- Relator(a)
- Ministro Sidnei Beneti
- Órgão julgador
- Terceira Turma
- Data do julgamento
- 17/05/2011
- Data de publicação
- 25/05/2011
STJ – Acórdão, Rel. Ministro Sidnei Beneti, Terceira Turma, j. 17/05/2011, p. 25/05/2011
AGRAVO REGIMENTAL - EMBARGOS DE DECLARAÇÃO - OFENSA AO ART. 535 DO CPC - INEXISTÊNCIA - HONORÁRIOS ADVOCATÍCIOS - ART. 20 DO CPC - REEXAME DO CONJUNTO FÁTICO-PROBATÓRIO - IMPOSSIBILIDADE - SÚMULA 7/STJ - DECISÃO AGRAVADA MANTIDA - IMPROVIMENTO. I. A jurisprudência desta Casa é pacífica ao proclamar que, se os fundamentos adotados bastam para justificar o concluído na decisão, o julgador não está obrigado a rebater, um a um, os argumentos utilizados pela parte.
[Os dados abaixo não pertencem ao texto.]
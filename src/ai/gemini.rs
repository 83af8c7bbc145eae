//! Gemini text model
//!
//! Thin `reqwest` client for the Generative Language API. Only raw
//! prompt-in/text-out lives here; response interpretation belongs to the
//! suggestion service.

use super::{AiError, AiResult, TextModel};
use async_trait::async_trait;
use serde::Deserialize;
use std::time::Duration;

const API_BASE: &str = "https://generativelanguage.googleapis.com/v1beta/models";
const REQUEST_TIMEOUT: Duration = Duration::from_secs(20);

pub struct GeminiModel {
    http: reqwest::Client,
    api_key: String,
    model: String,
}

impl GeminiModel {
    pub fn new(api_key: impl Into<String>, model: impl Into<String>) -> Self {
        Self {
            http: reqwest::Client::new(),
            api_key: api_key.into(),
            model: model.into(),
        }
    }
}

#[derive(Deserialize)]
struct GenerateResponse {
    #[serde(default)]
    candidates: Vec<Candidate>,
}

#[derive(Deserialize)]
struct Candidate {
    content: Option<Content>,
}

#[derive(Deserialize)]
struct Content {
    #[serde(default)]
    parts: Vec<Part>,
}

#[derive(Deserialize)]
struct Part {
    text: Option<String>,
}

#[async_trait]
impl TextModel for GeminiModel {
    async fn generate(&self, prompt: &str) -> AiResult<String> {
        let url = format!("{API_BASE}/{}:generateContent", self.model);
        let body = serde_json::json!({
            "contents": [{ "parts": [{ "text": prompt }] }]
        });

        let response = self
            .http
            .post(&url)
            .query(&[("key", self.api_key.as_str())])
            .json(&body)
            .timeout(REQUEST_TIMEOUT)
            .send()
            .await
            .map_err(|e| AiError::Http(e.to_string()))?;

        if response.status() == reqwest::StatusCode::TOO_MANY_REQUESTS {
            return Err(AiError::RateLimited);
        }
        if !response.status().is_success() {
            return Err(AiError::Http(format!(
                "upstream status {}",
                response.status()
            )));
        }

        let payload: GenerateResponse = response
            .json()
            .await
            .map_err(|e| AiError::Malformed(e.to_string()))?;

        payload
            .candidates
            .into_iter()
            .next()
            .and_then(|c| c.content)
            .and_then(|c| c.parts.into_iter().next())
            .and_then(|p| p.text)
            .filter(|t| !t.trim().is_empty())
            .ok_or_else(|| AiError::Malformed("empty candidate".into()))
    }
}
//! Utility module - shared error types, logging and unit conversion

pub mod error;
pub mod logger;
pub mod units;

pub use error::{AppError, AppResponse, AppResult};
//! Menu API module

mod handler;

use axum::{Router, routing::get};

use crate::core::ServerState;

pub fn router() -> Router<ServerState> {
    Router::new().nest("/api/menu", routes())
}

fn routes() -> Router<ServerState> {
    Router::new()
        .route("/", get(handler::list).post(handler::create))
        .route("/{id}", get(handler::get_by_id).put(handler::update))
}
II. O artigo 20, § 4º, do Código de Processo Civil não impõe ao julgador a limitação estabelecida no artigo 20, § 3º, do referido Estatuto Processual. É indiscutível, quanto à pretensão recursal de redimensionamento do percentual da verba honorária estabelecida, o entendimento de que os honorários são fixados consoante apreciação equitativa do juiz, conforme determina o artigo 20, § 4º, do Código de Processo Civil. III. O legislador conferiu ao juiz a possibilidade de auferimento, recomendando equidade na medição do percentual. Cumpre ressaltar que a jurisprudência desta Corte é assente no sentido de ser possível a revisão do valor estabelecido para os honorários advocatícios somente quando este se mostrar irrisório ou exorbitante, hipótese não observada no caso em tela, em que a referida verba foi arbitrada considerando-se o trabalho desenvolvido pelo causídico e o tempo despendido em sua execução, sendo imperiosa a incidência, à espécie, do óbice 7 da Súmula/STJ. IV. O agravo não trouxe nenhum argumento novo capaz de modificar a conclusão alvitrada, a qual se mantém por seus próprios fundamentos. Agravo Regimental improvido. (AgRg nos EDcl no REsp n. 1.044.458/RS, relator Ministro Sidnei Beneti, Terceira Turma, julgado em 17/5/2011, DJe de 25/5/2011.)